Originally published with Towards
Data Science on Medium
In this article, I want to give you an overview of the history of object detectors and will explain how the
architectures evolved to current state-of-the art detectors. Furthermore, I will go into detail about the inner
workings of Faster R-CNN, hence it is very widely used and also part of the Tensorflow Object detection API.
Brief History of object detectors
Object detection combines the tasks of object classification and localization. Current object detectors can be divided
into two categories: Networks separating the tasks of determining the location of objects and their classification,
where Faster R-CNN is one of the most famous ones, and networks which predict bounding boxes and class scores at once,
with the YOLO and SSD networks being famous architectures.

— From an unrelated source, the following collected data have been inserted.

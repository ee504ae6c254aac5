pub mod task_scope;

#[cfg(feature = "test-utils")]
pub mod testing;
//! Client for the on-chain worker registry: signed transaction submission,
//! read-only object queries with a short-lived cache, and the contract event
//! subscription the master's event bridge drains.

pub mod client;
pub mod error;
pub mod events;
pub mod retrier;
pub mod rpc;
pub mod signer;
pub mod subscription;

pub use client::{ChainClient, ContractCall, WorkerProjection};
pub use error::ChainError;
pub use events::{ContractEvent, ContractEventKind, EventCursor, EventId};
pub use rpc::{ChainHttpRpcClient, ChainRpcApi, TransactionResponse};
pub use signer::ChainSigner;
pub use subscription::{EventFilter, EventSubscription};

The first deep neural network for object detection was Overfeat . They introduced a multi-scale sliding window
approach using CNNs and showed that object detection also improved image classification. They were shortly followed by
R-CNN: Regions with CNN features . The authors proposed a model that used selective-search for generating region
proposals by merging similar pixels into regions. Each region was fed into a CNN, which produced a high dimensional
feature vector. This vector was then used for the final classification and bounding box regression, as shown in Figure
Figure 1 The standard architecture of a R-CNN network consisting of a region proposal method,
mostly selective-search, followed by a CNN for each proposal. The final classification is done with an SVM and a
It outperformed the Overfeat network by a large margin but was also very slow, because the proposal generation using
selective-search was very time-intensive, as well as the need to feed every single proposal through a CNN. A more
sophisticated approach, Fast R-CNN , also generated region proposals with selective-search but fed the whole image
through a CNN. The region proposals were pooled directly on the feature map by ROI pooling. The pooled feature vectors
were fed into a fully connected network for classification and regression, as depicted in Figure 2. Similar to R-CNN,
Fast R-CNN generated the region proposals with selective-search.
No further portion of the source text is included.